[Opening Materials provided section]

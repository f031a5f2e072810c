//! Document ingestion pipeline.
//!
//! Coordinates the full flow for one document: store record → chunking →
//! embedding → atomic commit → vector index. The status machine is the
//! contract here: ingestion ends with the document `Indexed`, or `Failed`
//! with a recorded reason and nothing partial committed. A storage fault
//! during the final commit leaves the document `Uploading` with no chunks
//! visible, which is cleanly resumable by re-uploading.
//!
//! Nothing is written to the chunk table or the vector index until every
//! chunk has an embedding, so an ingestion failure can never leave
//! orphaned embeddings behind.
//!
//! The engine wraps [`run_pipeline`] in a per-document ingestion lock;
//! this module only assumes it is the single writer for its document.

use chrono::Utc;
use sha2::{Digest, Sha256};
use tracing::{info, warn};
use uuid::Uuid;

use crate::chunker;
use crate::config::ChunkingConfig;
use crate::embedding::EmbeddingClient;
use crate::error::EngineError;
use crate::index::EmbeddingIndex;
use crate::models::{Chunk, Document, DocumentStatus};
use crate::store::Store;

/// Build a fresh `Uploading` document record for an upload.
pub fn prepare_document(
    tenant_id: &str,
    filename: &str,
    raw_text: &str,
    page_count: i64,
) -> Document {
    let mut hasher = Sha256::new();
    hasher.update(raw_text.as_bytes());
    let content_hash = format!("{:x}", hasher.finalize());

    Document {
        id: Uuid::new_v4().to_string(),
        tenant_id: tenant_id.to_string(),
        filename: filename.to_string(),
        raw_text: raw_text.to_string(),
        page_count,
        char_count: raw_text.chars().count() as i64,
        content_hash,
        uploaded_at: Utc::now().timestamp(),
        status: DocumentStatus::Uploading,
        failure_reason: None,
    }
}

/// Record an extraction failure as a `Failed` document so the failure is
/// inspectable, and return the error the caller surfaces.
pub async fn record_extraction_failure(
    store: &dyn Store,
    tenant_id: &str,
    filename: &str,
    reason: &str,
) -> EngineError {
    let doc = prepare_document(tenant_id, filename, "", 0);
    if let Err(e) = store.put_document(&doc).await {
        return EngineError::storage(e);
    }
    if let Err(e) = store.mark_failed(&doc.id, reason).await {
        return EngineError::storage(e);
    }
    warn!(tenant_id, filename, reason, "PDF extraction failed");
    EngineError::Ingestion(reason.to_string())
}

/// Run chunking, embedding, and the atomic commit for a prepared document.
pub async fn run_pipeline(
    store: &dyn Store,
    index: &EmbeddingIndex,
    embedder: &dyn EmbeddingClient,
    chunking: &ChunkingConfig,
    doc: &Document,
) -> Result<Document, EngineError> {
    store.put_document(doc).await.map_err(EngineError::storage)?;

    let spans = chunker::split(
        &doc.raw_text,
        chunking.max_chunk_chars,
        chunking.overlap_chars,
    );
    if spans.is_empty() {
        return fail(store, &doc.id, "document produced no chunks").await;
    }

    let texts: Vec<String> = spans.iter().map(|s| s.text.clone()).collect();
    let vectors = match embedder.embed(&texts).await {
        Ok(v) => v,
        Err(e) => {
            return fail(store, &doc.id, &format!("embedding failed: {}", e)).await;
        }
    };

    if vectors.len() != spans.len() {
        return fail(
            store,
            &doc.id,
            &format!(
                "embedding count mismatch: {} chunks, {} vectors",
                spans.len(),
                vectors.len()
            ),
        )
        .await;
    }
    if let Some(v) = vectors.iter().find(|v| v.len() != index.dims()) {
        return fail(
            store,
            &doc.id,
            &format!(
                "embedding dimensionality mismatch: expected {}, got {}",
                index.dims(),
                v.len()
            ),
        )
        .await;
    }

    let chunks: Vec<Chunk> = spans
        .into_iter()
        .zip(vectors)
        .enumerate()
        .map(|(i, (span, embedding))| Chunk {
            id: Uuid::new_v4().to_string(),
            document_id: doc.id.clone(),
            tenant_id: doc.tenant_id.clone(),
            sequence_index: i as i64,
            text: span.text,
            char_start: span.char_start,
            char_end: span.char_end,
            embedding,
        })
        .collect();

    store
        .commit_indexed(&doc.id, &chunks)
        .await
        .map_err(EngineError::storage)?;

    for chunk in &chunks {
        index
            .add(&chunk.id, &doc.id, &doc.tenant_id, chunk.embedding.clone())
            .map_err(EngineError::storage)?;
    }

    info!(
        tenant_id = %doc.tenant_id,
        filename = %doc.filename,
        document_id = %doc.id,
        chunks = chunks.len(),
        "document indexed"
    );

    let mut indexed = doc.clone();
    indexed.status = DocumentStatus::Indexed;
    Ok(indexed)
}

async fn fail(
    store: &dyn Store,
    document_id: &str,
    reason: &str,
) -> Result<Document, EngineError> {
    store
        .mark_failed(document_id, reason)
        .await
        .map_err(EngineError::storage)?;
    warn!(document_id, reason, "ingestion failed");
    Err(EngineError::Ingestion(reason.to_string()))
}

[Closing Materials provided section]

▶ _Task statement_
Within the data above, filter for lines containing the word "ChunkingConfig" and copy each one.

▶ _Answer to the problem_
use crate::config::ChunkingConfig;
    chunking: &ChunkingConfig,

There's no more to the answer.